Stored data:

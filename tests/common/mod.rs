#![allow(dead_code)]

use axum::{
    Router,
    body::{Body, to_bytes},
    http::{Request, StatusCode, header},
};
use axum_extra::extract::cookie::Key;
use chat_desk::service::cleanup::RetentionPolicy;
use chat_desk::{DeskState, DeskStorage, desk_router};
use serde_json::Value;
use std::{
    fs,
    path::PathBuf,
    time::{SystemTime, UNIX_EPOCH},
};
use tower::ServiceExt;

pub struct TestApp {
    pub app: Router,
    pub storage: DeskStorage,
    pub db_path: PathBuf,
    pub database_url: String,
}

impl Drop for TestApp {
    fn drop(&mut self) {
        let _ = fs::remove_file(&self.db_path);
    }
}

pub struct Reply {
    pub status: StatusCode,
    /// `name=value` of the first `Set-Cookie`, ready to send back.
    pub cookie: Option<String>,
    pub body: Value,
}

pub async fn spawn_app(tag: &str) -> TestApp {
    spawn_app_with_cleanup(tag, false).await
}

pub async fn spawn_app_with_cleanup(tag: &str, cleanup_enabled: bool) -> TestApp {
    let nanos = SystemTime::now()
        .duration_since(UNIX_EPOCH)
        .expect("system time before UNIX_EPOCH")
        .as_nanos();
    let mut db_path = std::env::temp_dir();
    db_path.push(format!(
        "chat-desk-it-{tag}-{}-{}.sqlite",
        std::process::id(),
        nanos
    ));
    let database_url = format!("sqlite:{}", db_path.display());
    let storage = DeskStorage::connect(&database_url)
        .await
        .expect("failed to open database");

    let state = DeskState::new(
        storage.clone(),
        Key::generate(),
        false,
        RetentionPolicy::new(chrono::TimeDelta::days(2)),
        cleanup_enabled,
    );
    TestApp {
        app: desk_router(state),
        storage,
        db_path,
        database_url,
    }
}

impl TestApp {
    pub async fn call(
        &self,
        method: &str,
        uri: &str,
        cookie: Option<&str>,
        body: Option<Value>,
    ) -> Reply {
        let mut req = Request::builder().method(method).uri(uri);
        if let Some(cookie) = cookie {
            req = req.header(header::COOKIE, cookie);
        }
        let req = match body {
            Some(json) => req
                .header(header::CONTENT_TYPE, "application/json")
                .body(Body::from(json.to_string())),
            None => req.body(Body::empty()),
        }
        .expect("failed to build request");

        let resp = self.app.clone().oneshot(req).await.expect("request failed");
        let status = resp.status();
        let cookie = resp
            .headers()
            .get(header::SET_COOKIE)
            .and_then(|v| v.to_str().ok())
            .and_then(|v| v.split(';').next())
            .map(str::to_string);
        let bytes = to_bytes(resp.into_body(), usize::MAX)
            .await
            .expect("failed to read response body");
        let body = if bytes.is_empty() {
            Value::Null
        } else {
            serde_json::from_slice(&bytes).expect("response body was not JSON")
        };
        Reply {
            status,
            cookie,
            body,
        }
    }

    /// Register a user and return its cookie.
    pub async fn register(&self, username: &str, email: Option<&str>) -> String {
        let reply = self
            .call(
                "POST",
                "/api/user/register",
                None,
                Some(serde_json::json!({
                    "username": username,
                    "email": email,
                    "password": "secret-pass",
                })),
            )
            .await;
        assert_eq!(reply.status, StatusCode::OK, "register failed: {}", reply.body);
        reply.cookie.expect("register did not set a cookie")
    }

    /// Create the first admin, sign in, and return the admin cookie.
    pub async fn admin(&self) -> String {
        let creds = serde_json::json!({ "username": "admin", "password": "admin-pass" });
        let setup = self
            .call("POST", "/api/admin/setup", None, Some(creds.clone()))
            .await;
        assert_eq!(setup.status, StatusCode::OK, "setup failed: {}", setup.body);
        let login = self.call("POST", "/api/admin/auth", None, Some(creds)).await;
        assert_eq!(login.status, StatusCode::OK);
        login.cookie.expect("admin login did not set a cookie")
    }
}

* Task objective
Would you return the entries exactly as they stand?

* Result
filename tests/common/mod.rs
#![allow(dead_code)]

use axum::{
    Router,
    body::{Body, to_bytes},
    http::{Request, StatusCode, header},
};
use axum_extra::extract::cookie::Key;
use chat_desk::service::cleanup::RetentionPolicy;
use chat_desk::{DeskState, DeskStorage, desk_router};
use serde_json::Value;
use std::{
    fs,
    path::PathBuf,
    time::{SystemTime, UNIX_EPOCH},
};
use tower::ServiceExt;

pub struct TestApp {
    pub app: Router,
    pub storage: DeskStorage,
    pub db_path: PathBuf,
    pub database_url: String,
}

impl Drop for TestApp {
    fn drop(&mut self) {
        let _ = fs::remove_file(&self.db_path);
    }
}

pub struct Reply {
    pub status: StatusCode,
    /// `name=value` of the first `Set-Cookie`, ready to send back.
    pub cookie: Option<String>,
    pub body: Value,
}

pub async fn spawn_app(tag: &str) -> TestApp {
    spawn_app_with_cleanup(tag, false).await
}

pub async fn spawn_app_with_cleanup(tag: &str, cleanup_enabled: bool) -> TestApp {
    let nanos = SystemTime::now()
        .duration_since(UNIX_EPOCH)
        .expect("system time before UNIX_EPOCH")
        .as_nanos();
    let mut db_path = std::env::temp_dir();
    db_path.push(format!(
        "chat-desk-it-{tag}-{}-{}.sqlite",
        std::process::id(),
        nanos
    ));
    let database_url = format!("sqlite:{}", db_path.display());
    let storage = DeskStorage::connect(&database_url)
        .await
        .expect("failed to open database");

    let state = DeskState::new(
        storage.clone(),
        Key::generate(),
        false,
        RetentionPolicy::new(chrono::TimeDelta::days(2)),
        cleanup_enabled,
    );
    TestApp {
        app: desk_router(state),
        storage,
        db_path,
        database_url,
    }
}

impl TestApp {
    pub async fn call(
        &self,
        method: &str,
        uri: &str,
        cookie: Option<&str>,
        body: Option<Value>,
    ) -> Reply {
        let mut req = Request::builder().method(method).uri(uri);
        if let Some(cookie) = cookie {
            req = req.header(header::COOKIE, cookie);
        }
        let req = match body {
            Some(json) => req
                .header(header::CONTENT_TYPE, "application/json")
                .body(Body::from(json.to_string())),
            None => req.body(Body::empty()),
        }
        .expect("failed to build request");

        let resp = self.app.clone().oneshot(req).await.expect("request failed");
        let status = resp.status();
        let cookie = resp
            .headers()
            .get(header::SET_COOKIE)
            .and_then(|v| v.to_str().ok())
            .and_then(|v| v.split(';').next())
            .map(str::to_string);
        let bytes = to_bytes(resp.into_body(), usize::MAX)
            .await
            .expect("failed to read response body");
        let body = if bytes.is_empty() {
            Value::Null
        } else {
            serde_json::from_slice(&bytes).expect("response body was not JSON")
        };
        Reply {
            status,
            cookie,
            body,
        }
    }

    /// Register a user and return its cookie.
    pub async fn register(&self, username: &str, email: Option<&str>) -> String {
        let reply = self
            .call(
                "POST",
                "/api/user/register",
                None,
                Some(serde_json::json!({
                    "username": username,
                    "email": email,
                    "password": "secret-pass",
                })),
            )
            .await;
        assert_eq!(reply.status, StatusCode::OK, "register failed: {}", reply.body);
        reply.cookie.expect("register did not set a cookie")
    }

    /// Create the first admin, sign in, and return the admin cookie.
    pub async fn admin(&self) -> String {
        let creds = serde_json::json!({ "username": "admin", "password": "admin-pass" });
        let setup = self
            .call("POST", "/api/admin/setup", None, Some(creds.clone()))
            .await;
        assert_eq!(setup.status, StatusCode::OK, "setup failed: {}", setup.body);
        let login = self.call("POST", "/api/admin/auth", None, Some(creds)).await;
        assert_eq!(login.status, StatusCode::OK);
        login.cookie.expect("admin login did not set a cookie")
    }
}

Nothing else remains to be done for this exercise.